Probably the figure that will cause the most angst among political commentators, especially those on MSNBC is that virtually half of the public, 49% think the federal government poses an immediate threat to individuals' rights and freedoms. While this state of affairs lasts, the current administration has no hope of being reelected in 2012, and it will be a hard slog for the next one to pull that back quickly.

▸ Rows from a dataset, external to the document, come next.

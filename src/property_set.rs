use crate::descriptor::Descriptor;
use crate::{Error, ObjectId, Universe, Value};

impl Universe {
	/// Universal write. Dotted paths resolve every segment but the last
	/// (tolerantly), then write the leaf. A plain write that does not change
	/// the value sends no notification.
	pub fn set(&mut self, obj: ObjectId, key_or_path: &str, value: Value) -> Result<Value, Error> {
		assert!(!key_or_path.is_empty(), "set requires a non-empty key");
		if key_or_path.contains('.') {
			self.set_path(obj, key_or_path, value, false)
		} else {
			self.set_single(obj, key_or_path, value, false)
		}
	}

	/// `set`, but unreachable paths and destroyed targets return `None`
	/// instead of failing. For teardown races where best-effort sync is
	/// acceptable.
	pub fn try_set(&mut self, obj: ObjectId, key_or_path: &str, value: Value) -> Option<Value> {
		let result = if key_or_path.contains('.') {
			self.set_path(obj, key_or_path, value, true)
		} else {
			self.set_single(obj, key_or_path, value, true)
		};
		result.ok()
	}

	fn set_path(
		&mut self,
		obj: ObjectId,
		path: &str,
		value: Value,
		tolerant: bool,
	) -> Result<Value, Error> {
		let (prefix, leaf) = path.rsplit_once('.').expect("path has at least two segments");
		let mut cursor = obj;
		for segment in prefix.split('.') {
			crate::assert_valid_path_segment(segment);
			match self.get_single(cursor, segment) {
				Value::Object(next) => cursor = next,
				_ => {
					if tolerant {
						return Ok(Value::Undefined);
					}
					return Err(Error::UnreachablePath {
						path: path.to_owned(),
						segment: segment.to_owned(),
					});
				}
			}
		}
		self.set_single(cursor, leaf, value, tolerant)
	}

	pub(crate) fn set_single(
		&mut self,
		obj: ObjectId,
		key: &str,
		value: Value,
		tolerant: bool,
	) -> Result<Value, Error> {
		crate::assert_valid_path_segment(key);
		let slot = self.objects.slot(obj);
		if slot.is_destroying || slot.is_destroyed {
			if tolerant {
				return Ok(value);
			}
			return Err(Error::Destroyed {
				object: obj.to_string(),
				key: key.to_owned(),
			});
		}

		if let Some(desc) = self.find_descriptor(obj, key) {
			return match desc {
				Descriptor::Computed(cp) => cp.set(self, obj, key, value),
				Descriptor::Alias(a) => a.set(self, obj, key, value),
			};
		}

		if self.tracked_value(obj, key).is_some() {
			self.write_tracked(obj, key, value.clone());
			return Ok(value);
		}

		let previous = self.objects.slot(obj).properties.get(key).cloned();
		if previous.as_ref() == Some(&value) {
			return Ok(value);
		}
		self.objects
			.slot_mut(obj)
			.properties
			.insert(key.to_owned(), value.clone());
		self.notify_property_change(obj, key);
		Ok(value)
	}
}
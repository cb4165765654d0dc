use std::rc::Rc;

use smallvec::SmallVec;

use crate::meta::CacheEntry;
use crate::tags::TagSnapshot;
use crate::{Error, ObjectId, Universe, Value};

pub type Getter = Rc<dyn Fn(&mut Universe, ObjectId, &str) -> Value>;

/// A computed setter receives the incoming value plus whatever was cached
/// before, and returns the value to cache.
pub type Setter = Rc<dyn Fn(&mut Universe, ObjectId, &str, Value, Option<Value>) -> Value>;

/// A derived property backed by a getter/setter pair. The descriptor itself
/// is instance-free; cached values and dependency registrations live in each
/// object's metadata.
pub struct ComputedProperty {
	get: Getter,
	set: Option<Setter>,
	dependent_keys: SmallVec<[String; 4]>,
	volatile: bool,
	read_only: bool,
	auto: bool,
	meta: Option<Value>,
}

pub fn computed(get: Getter) -> ComputedProperty {
	ComputedProperty {
		get,
		set: None,
		dependent_keys: SmallVec::new(),
		volatile: false,
		read_only: false,
		auto: false,
		meta: None,
	}
}

impl ComputedProperty {
	/// Overwrites the dependent-key list. Keys using `@each` are expanded to
	/// the single supported level.
	pub fn property(mut self, keys: &[&str]) -> Self {
		self.dependent_keys = keys
			.iter()
			.map(|k| crate::dependent_keys::expand_each_key(k))
			.collect();
		self
	}

	pub fn with_set(mut self, set: Setter) -> Self {
		assert!(
			!self.read_only,
			"a computed property cannot be read-only and carry a setter"
		);
		self.set = Some(set);
		self
	}

	/// A volatile property is recomputed on every read: no cache, no
	/// dependent-key registration.
	pub fn volatile(mut self) -> Self {
		self.volatile = true;
		self
	}

	pub fn read_only(mut self) -> Self {
		assert!(
			self.set.is_none(),
			"a computed property cannot be read-only and carry a setter"
		);
		self.read_only = true;
		self
	}

	/// Switches cache validation to autotracking: the getter's consumed tags
	/// decide staleness instead of declared dependent keys.
	pub fn auto(mut self) -> Self {
		self.auto = true;
		self
	}

	pub fn meta(mut self, meta: Value) -> Self {
		self.meta = Some(meta);
		self
	}

	pub fn meta_value(&self) -> Option<&Value> {
		self.meta.as_ref()
	}

	pub(crate) fn dependent_keys(&self) -> SmallVec<[String; 4]> {
		self.dependent_keys.clone()
	}

	pub(crate) fn is_volatile(&self) -> bool {
		self.volatile
	}

	pub(crate) fn is_auto(&self) -> bool {
		self.auto
	}

	fn use_tags(&self) -> bool {
		self.auto || self.dependent_keys.is_empty()
	}

	pub(crate) fn get(&self, universe: &mut Universe, obj: ObjectId, key: &str) -> Value {
		if self.volatile {
			let getter = self.get.clone();
			return universe.untrack(|u| getter(u, obj, key));
		}

		if let Some(CacheEntry::Value { value, snapshot }) =
			universe.meta(obj).and_then(|m| m.cache.get(key))
		{
			if !self.use_tags() || universe.validate(snapshot) {
				let value = value.clone();
				let snapshot = snapshot.clone();
				// A cache hit still makes the reader depend on everything
				// the cached computation read.
				universe.consume_property_tag(obj, key);
				if universe.tags.is_tracking() {
					universe.consume_set(&snapshot.tags);
				}
				return value;
			}
		}

		tracing::trace!(object = %obj, key, "computing");
		let getter = self.get.clone();
		let (value, snapshot) = universe.track(|u| getter(u, obj, key));
		universe.meta_mut(obj).cache.insert(
			key.to_owned(),
			CacheEntry::Value {
				value: value.clone(),
				snapshot,
			},
		);

		if !self.dependent_keys.is_empty() {
			let newly = universe.meta_mut(obj).deps_registered.insert(key.to_owned());
			if newly {
				crate::dependent_keys::add_dependent_keys(
					universe,
					obj,
					key,
					&self.dependent_keys,
				);
			}
		}

		crate::chain_tags::finish_lazy_chains(universe, obj, key);
		universe.consume_property_tag(obj, key);
		value
	}

	pub(crate) fn set(
		&self,
		universe: &mut Universe,
		obj: ObjectId,
		key: &str,
		value: Value,
	) -> Result<Value, Error> {
		if self.read_only {
			return Err(Error::ReadOnly {
				object: obj.to_string(),
				key: key.to_owned(),
			});
		}

		let Some(setter) = self.set.clone() else {
			// No setter: clobber the computed property with a plain value.
			let previous = match universe.meta(obj).and_then(|m| m.cache.get(key)) {
				Some(CacheEntry::Value { value, .. }) => value.clone(),
				_ => Value::Undefined,
			};
			universe.define_property(obj, key, None, Some(previous));
			return universe.set(obj, key, value);
		};

		if self.volatile {
			let result = universe.untrack(|u| setter(u, obj, key, value, None));
			return Ok(result);
		}

		let previous = match universe.meta(obj).and_then(|m| m.cache.get(key)) {
			Some(CacheEntry::Value { value, snapshot }) => {
				Some((value.clone(), snapshot.tags.clone()))
			}
			_ => None,
		};
		let previous_value = previous.as_ref().map(|(v, _)| v.clone());

		// Suspended for the whole write, notification included, so the
		// setter's own side effects cannot invalidate the value it is about
		// to cache.
		universe.meta_mut(obj).suspended.insert(key.to_owned());
		let result = setter(universe, obj, key, value, previous_value.clone());

		if previous_value.as_ref() == Some(&result) {
			universe.meta_mut(obj).suspended.remove(key);
			return Ok(result);
		}

		// Cache before notifying so observers delivered inside the
		// notification read the fresh value.
		let tags = previous.map(|(_, tags)| tags).unwrap_or_default();
		let revision = universe.tags.clock();
		universe.meta_mut(obj).cache.insert(
			key.to_owned(),
			CacheEntry::Value {
				value: result.clone(),
				snapshot: TagSnapshot { tags, revision },
			},
		);
		universe.notify_property_change(obj, key);

		// Re-stamp past the notification's own tag dirtying.
		let clock = universe.tags.clock();
		if let Some(CacheEntry::Value { snapshot, .. }) =
			universe.meta_mut(obj).cache.get_mut(key)
		{
			snapshot.revision = clock;
		}
		universe.meta_mut(obj).suspended.remove(key);

		Ok(result)
	}

	/// Invalidation entry point, invoked when the property's own key is
	/// notified. Drops the cache and the dependent-key registrations unless
	/// the property is volatile or mid-set on this object.
	pub(crate) fn did_change(&self, universe: &mut Universe, obj: ObjectId, key: &str) {
		if self.volatile {
			return;
		}
		let Some(meta) = universe.metas.get_mut(&obj) else {
			return;
		};
		if meta.suspended.contains(key) {
			return;
		}
		let had_cache = matches!(meta.cache.remove(key), Some(CacheEntry::Value { .. }));
		if had_cache {
			tracing::trace!(object = %obj, key, "cache invalidated");
		}
		if meta.deps_registered.remove(key) {
			crate::dependent_keys::remove_dependent_keys(universe, obj, key, &self.dependent_keys);
		}
	}
}
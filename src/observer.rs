use std::rc::Rc;

use fxhash::FxHashMap;

use crate::tags::TagSnapshot;
use crate::{ObjectId, Universe};

pub type ObserverFn = Rc<dyn Fn(&mut Universe, ObjectId, &str)>;

struct ObserverEntry {
	func: ObserverFn,
	count: u32,
	snapshot: Option<TagSnapshot>,
}

/// Registry of active observers keyed by (object, path). Registering the
/// same function twice bumps a reference count instead of double-watching;
/// each entry keeps a tag snapshot so `flush_invalid_observers` can re-send
/// events for anything that moved outside the eager notification paths.
pub(crate) struct ObserverRegistry {
	entries: FxHashMap<(ObjectId, String), Vec<ObserverEntry>>,
}

impl ObserverRegistry {
	pub(crate) fn new() -> Self {
		ObserverRegistry {
			entries: FxHashMap::default(),
		}
	}

	pub(crate) fn prune(&mut self, obj: ObjectId) {
		self.entries.retain(|(o, _), _| *o != obj);
	}
}

impl Universe {
	/// Registers `func` to run when `path` changes on `obj`. Dotted paths
	/// are chain-watched; single keys are watched directly. Either way the
	/// entry captures a tag snapshot over the path.
	pub fn add_observer(&mut self, obj: ObjectId, path: &str, func: ObserverFn) {
		let existing = self
			.observers
			.entries
			.get_mut(&(obj, path.to_owned()))
			.and_then(|list| list.iter_mut().find(|e| Rc::ptr_eq(&e.func, &func)));
		if let Some(entry) = existing {
			// One watch per entry; a repeat registration only moves the count.
			entry.count += 1;
			return;
		}

		crate::watching::watch(self, obj, path);
		let snapshot = self.capture_observer_snapshot(obj, path);
		self.observers
			.entries
			.entry((obj, path.to_owned()))
			.or_default()
			.push(ObserverEntry {
				func,
				count: 1,
				snapshot: Some(snapshot),
			});
	}

	pub fn remove_observer(&mut self, obj: ObjectId, path: &str, func: &ObserverFn) {
		let Some(list) = self.observers.entries.get_mut(&(obj, path.to_owned())) else {
			return;
		};
		let Some(index) = list.iter().position(|e| Rc::ptr_eq(&e.func, func)) else {
			return;
		};
		list[index].count -= 1;
		if list[index].count == 0 {
			list.remove(index);
			if list.is_empty() {
				self.observers.entries.remove(&(obj, path.to_owned()));
			}
			crate::watching::unwatch(self, obj, path);
		}
	}

	/// Revalidates every observer snapshot and re-sends the event for those
	/// that fail, refreshing their snapshots. Destroyed targets are pruned
	/// opportunistically.
	pub fn flush_invalid_observers(&mut self) {
		let keys: Vec<(ObjectId, String)> = self.observers.entries.keys().cloned().collect();
		for (obj, path) in keys {
			if self.objects.slot(obj).is_destroying || self.objects.slot(obj).is_destroyed {
				self.observers.prune(obj);
				continue;
			}
			let stale: Vec<ObserverFn> = match self.observers.entries.get(&(obj, path.clone())) {
				Some(list) => list
					.iter()
					.filter(|e| match &e.snapshot {
						Some(snapshot) => !self.validate(snapshot),
						None => true,
					})
					.map(|e| e.func.clone())
					.collect(),
				None => continue,
			};
			if stale.is_empty() {
				continue;
			}
			for func in stale {
				func(self, obj, &path);
			}
			let snapshot = self.capture_observer_snapshot(obj, &path);
			if let Some(list) = self.observers.entries.get_mut(&(obj, path.clone())) {
				for entry in list.iter_mut() {
					entry.snapshot = Some(snapshot.clone());
				}
			}
		}
	}

	fn capture_observer_snapshot(&mut self, obj: ObjectId, path: &str) -> TagSnapshot {
		let ((), snapshot) = self.track(|u| {
			crate::chain_tags::consume_chain_tags(u, obj, path);
		});
		snapshot
	}
}

/// Synchronous delivery for every observer registered on exactly this
/// (object, path); snapshots refresh afterwards so the flush pass does not
/// double-fire.
pub(crate) fn deliver_observers(universe: &mut Universe, obj: ObjectId, path: &str) {
	let funcs: Vec<ObserverFn> = match universe.observers.entries.get(&(obj, path.to_owned())) {
		Some(list) => list.iter().map(|e| e.func.clone()).collect(),
		None => return,
	};
	for func in funcs {
		func(universe, obj, path);
	}
	let snapshot = universe.capture_observer_snapshot(obj, path);
	if let Some(list) = universe.observers.entries.get_mut(&(obj, path.to_owned())) {
		for entry in list.iter_mut() {
			entry.snapshot = Some(snapshot.clone());
		}
	}
}
use crate::descriptor::Descriptor;
use crate::{ObjectId, Universe, Value};

impl Universe {
	/// Universal read. Dotted paths resolve segment by segment and
	/// short-circuit to `Undefined` through missing or destroyed
	/// intermediates; single keys dispatch to descriptors, tracked storage,
	/// plain values and finally the `unknown_property` hook. Reading inside
	/// a tracking frame consumes the property's tag.
	pub fn get(&mut self, obj: ObjectId, key_or_path: &str) -> Value {
		assert!(!key_or_path.is_empty(), "get requires a non-empty key");
		if key_or_path.contains('.') {
			self.get_path(obj, key_or_path)
		} else {
			self.get_single(obj, key_or_path)
		}
	}

	fn get_path(&mut self, obj: ObjectId, path: &str) -> Value {
		for segment in path.split('.') {
			crate::assert_valid_path_segment(segment);
		}
		let mut cursor = obj;
		let mut segments = path.split('.').peekable();
		while let Some(segment) = segments.next() {
			if self.objects.slot(cursor).is_destroying || self.objects.slot(cursor).is_destroyed {
				return Value::Undefined;
			}
			let value = self.get_single(cursor, segment);
			if segments.peek().is_none() {
				return value;
			}
			match value {
				Value::Object(next) => cursor = next,
				_ => return Value::Undefined,
			}
		}
		Value::Undefined
	}

	pub(crate) fn get_single(&mut self, obj: ObjectId, key: &str) -> Value {
		crate::assert_valid_path_segment(key);
		let slot = self.objects.slot(obj);
		if slot.is_destroyed {
			return Value::Undefined;
		}

		if let Some(desc) = self.find_descriptor(obj, key) {
			return match desc {
				Descriptor::Computed(cp) => cp.get(self, obj, key),
				Descriptor::Alias(a) => a.get(self, obj, key),
			};
		}

		if let Some(value) = self.tracked_value(obj, key) {
			return self.read_tracked(obj, key, value);
		}

		let mut cursor = Some(obj);
		let mut found = None;
		while let Some(id) = cursor {
			let slot = self.objects.slot(id);
			if let Some(value) = slot.properties.get(key) {
				found = Some(value.clone());
				break;
			}
			cursor = slot.proto;
		}

		self.consume_property_tag(obj, key);

		match found {
			Some(value) => {
				if matches!(value, Value::List(_)) {
					self.consume_property_tag(obj, &format!("{}.[]", key));
				}
				value
			}
			None => {
				if let Some(hook) = self.objects.slot(obj).unknown_property.clone() {
					hook(self, obj, key)
				} else {
					Value::Undefined
				}
			}
		}
	}
}
use std::fmt;
use std::rc::Rc;

use fxhash::FxHashMap;

use crate::{Universe, Value};

/// Stable handle to an object slot. Slots are never recycled, so a stale id
/// can always be interrogated for its destroyed flags.
#[derive(Clone, Copy, Debug, PartialEq, Eq, Hash, PartialOrd, Ord)]
pub struct ObjectId(pub(crate) u32);

impl fmt::Display for ObjectId {
	fn fmt(&self, f: &mut fmt::Formatter<'_>) -> fmt::Result {
		write!(f, "<Object:{}>", self.0)
	}
}

/// Fallback invoked by `get` when a key resolves to nothing on the object or
/// its prototypes.
pub type UnknownHook = Rc<dyn Fn(&mut Universe, ObjectId, &str) -> Value>;

/// Per-object "property did change" hook, invoked directly from
/// `notify_property_change`.
pub type ChangeHook = Rc<dyn Fn(&mut Universe, ObjectId, &str)>;

pub(crate) struct Slot {
	pub(crate) properties: FxHashMap<String, Value>,
	pub(crate) proto: Option<ObjectId>,
	pub(crate) unknown_property: Option<UnknownHook>,
	pub(crate) change_hook: Option<ChangeHook>,
	pub(crate) is_destroying: bool,
	pub(crate) is_destroyed: bool,
}

impl Slot {
	fn new(proto: Option<ObjectId>) -> Self {
		Slot {
			properties: FxHashMap::default(),
			proto,
			unknown_property: None,
			change_hook: None,
			is_destroying: false,
			is_destroyed: false,
		}
	}
}

pub(crate) struct ObjectArena {
	slots: Vec<Slot>,
}

impl ObjectArena {
	pub(crate) fn new() -> Self {
		ObjectArena { slots: Vec::new() }
	}

	pub(crate) fn alloc(&mut self, proto: Option<ObjectId>) -> ObjectId {
		let id = ObjectId(self.slots.len() as u32);
		self.slots.push(Slot::new(proto));
		id
	}

	pub(crate) fn slot(&self, id: ObjectId) -> &Slot {
		self.slots
			.get(id.0 as usize)
			.expect("object id does not belong to this universe")
	}

	pub(crate) fn slot_mut(&mut self, id: ObjectId) -> &mut Slot {
		self.slots
			.get_mut(id.0 as usize)
			.expect("object id does not belong to this universe")
	}
}

impl Universe {
	pub fn create_object(&mut self) -> ObjectId {
		self.objects.alloc(None)
	}

	pub fn create_object_with_proto(&mut self, proto: ObjectId) -> ObjectId {
		let _ = self.objects.slot(proto);
		self.objects.alloc(Some(proto))
	}

	pub fn proto_of(&self, obj: ObjectId) -> Option<ObjectId> {
		self.objects.slot(obj).proto
	}

	/// Marks an object as a prototype. Prototype metadata is never "live":
	/// notifications against it are swallowed, and instances materialize
	/// their own metadata instead of mutating the prototype's.
	pub fn mark_prototype(&mut self, obj: ObjectId) {
		self.meta_mut(obj).is_prototype_meta = true;
	}

	pub fn set_unknown_property(&mut self, obj: ObjectId, hook: UnknownHook) {
		self.objects.slot_mut(obj).unknown_property = Some(hook);
	}

	pub fn set_change_hook(&mut self, obj: ObjectId, hook: ChangeHook) {
		self.objects.slot_mut(obj).change_hook = Some(hook);
	}

	pub fn is_destroying(&self, obj: ObjectId) -> bool {
		self.objects.slot(obj).is_destroying
	}

	pub fn is_destroyed(&self, obj: ObjectId) -> bool {
		self.objects.slot(obj).is_destroyed
	}

	/// Begins tearing an object down. Cascades targeting the object become
	/// no-ops immediately; the heavier cleanup (chains, observers, metadata)
	/// runs as a finalize step, deferred to the end of the current batch when
	/// one is open.
	pub fn destroy_object(&mut self, obj: ObjectId) {
		let slot = self.objects.slot_mut(obj);
		if slot.is_destroying {
			return;
		}
		slot.is_destroying = true;
		self.meta_mut(obj).is_source_destroying = true;

		if self.batch_depth > 0 {
			self.pending_finalize.push(obj);
		} else {
			self.finalize_destroy(obj);
		}
	}

	pub(crate) fn finalize_destroy(&mut self, obj: ObjectId) {
		let root = self.metas.get(&obj).and_then(|m| m.root_chain);
		if let Some(root) = root {
			crate::chains::destroy_root(self, root);
		}
		self.observers.prune(obj);
		if let Some(meta) = self.metas.get_mut(&obj) {
			meta.is_meta_destroyed = true;
			meta.cache.clear();
			meta.tracked.clear();
			meta.deps.clear();
			meta.watching.clear();
			meta.lazy_chains.clear();
		}
		let slot = self.objects.slot_mut(obj);
		slot.is_destroyed = true;
		slot.properties.clear();
		slot.unknown_property = None;
		slot.change_hook = None;
	}
}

From a libertarian perspective though this is a great sign that the population at large is waking up to the facts. In most democracies it is normal for the majority of the people to rest in the comfort of the certain knowledge that the arms of old nanny are surrounding them protectively. Thanks to a decade of unprecedented state intervention, half of them are seeing the opposite. Menken would be pleased to see the degree people agree with:
It [the State] has taken on a vast mass of new duties and responsibilities; it has spread out its powers until they penetrate to every act of the citizen, however secret; it has begun to throw around its operations the high dignity and impeccability of a State religion; its agents become a separate and superior caste, with authority to bind and loose, and their thumbs in every pot. But it still remains, as it was in the beginning, the common enemy of all well-disposed, industrious and decent men. – H. L. Mencken
The poll is reported here.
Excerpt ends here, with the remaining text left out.